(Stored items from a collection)
▶
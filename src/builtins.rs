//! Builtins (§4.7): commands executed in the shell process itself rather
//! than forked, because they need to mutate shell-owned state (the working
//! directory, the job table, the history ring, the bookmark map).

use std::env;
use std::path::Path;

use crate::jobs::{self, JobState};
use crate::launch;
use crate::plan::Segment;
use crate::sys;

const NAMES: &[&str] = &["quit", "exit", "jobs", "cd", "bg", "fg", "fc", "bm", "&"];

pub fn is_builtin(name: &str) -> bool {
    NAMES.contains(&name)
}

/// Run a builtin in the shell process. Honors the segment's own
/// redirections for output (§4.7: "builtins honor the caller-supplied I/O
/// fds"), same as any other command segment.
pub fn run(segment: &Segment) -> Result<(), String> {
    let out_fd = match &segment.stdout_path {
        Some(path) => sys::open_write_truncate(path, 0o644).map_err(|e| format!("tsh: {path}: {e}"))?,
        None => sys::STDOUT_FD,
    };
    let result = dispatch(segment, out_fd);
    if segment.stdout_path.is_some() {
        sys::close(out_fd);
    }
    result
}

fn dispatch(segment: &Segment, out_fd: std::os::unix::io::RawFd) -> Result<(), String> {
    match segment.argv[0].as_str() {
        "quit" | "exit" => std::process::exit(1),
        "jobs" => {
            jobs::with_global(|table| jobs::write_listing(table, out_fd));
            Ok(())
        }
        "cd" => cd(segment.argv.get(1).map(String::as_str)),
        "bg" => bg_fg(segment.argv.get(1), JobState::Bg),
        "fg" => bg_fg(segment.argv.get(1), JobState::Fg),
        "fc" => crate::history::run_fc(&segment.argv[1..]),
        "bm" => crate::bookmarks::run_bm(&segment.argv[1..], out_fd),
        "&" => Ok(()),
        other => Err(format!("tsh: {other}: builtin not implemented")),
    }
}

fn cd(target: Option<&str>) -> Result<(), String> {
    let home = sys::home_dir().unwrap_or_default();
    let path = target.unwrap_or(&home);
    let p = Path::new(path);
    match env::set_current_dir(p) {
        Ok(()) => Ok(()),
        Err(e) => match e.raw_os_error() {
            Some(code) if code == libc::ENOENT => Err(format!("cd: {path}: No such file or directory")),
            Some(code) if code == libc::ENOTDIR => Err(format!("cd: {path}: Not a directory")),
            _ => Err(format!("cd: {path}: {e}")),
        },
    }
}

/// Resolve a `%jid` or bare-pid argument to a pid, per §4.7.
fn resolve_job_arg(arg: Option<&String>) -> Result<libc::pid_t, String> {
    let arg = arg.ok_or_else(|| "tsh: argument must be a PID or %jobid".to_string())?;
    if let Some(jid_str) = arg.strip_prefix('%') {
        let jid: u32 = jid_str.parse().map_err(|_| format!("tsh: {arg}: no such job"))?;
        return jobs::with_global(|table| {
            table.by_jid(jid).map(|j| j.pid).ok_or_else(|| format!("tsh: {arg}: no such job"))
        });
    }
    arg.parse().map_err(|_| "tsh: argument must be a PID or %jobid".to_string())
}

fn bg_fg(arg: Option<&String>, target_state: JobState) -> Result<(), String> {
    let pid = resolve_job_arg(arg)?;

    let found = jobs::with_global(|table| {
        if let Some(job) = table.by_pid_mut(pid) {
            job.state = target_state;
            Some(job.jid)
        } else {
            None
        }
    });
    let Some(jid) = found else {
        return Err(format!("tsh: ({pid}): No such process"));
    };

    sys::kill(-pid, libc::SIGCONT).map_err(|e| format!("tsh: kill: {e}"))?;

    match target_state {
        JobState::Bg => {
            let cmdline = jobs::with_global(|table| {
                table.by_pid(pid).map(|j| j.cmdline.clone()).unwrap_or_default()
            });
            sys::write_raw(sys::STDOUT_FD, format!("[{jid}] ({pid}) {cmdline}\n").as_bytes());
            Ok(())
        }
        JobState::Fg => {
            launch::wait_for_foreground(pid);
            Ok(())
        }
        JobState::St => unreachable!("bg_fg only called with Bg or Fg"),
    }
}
◀
**WHAT THE EXERCISE ASKS:** Whenever a line includes the word "code", pull it out of the entries.

**ANSWER FOR THIS EXERCISE:**
            Some(code) if code == libc::ENOENT => Err(format!("cd: {path}: No such file or directory")),
            Some(code) if code == libc::ENOTDIR => Err(format!("cd: {path}: Not a directory")),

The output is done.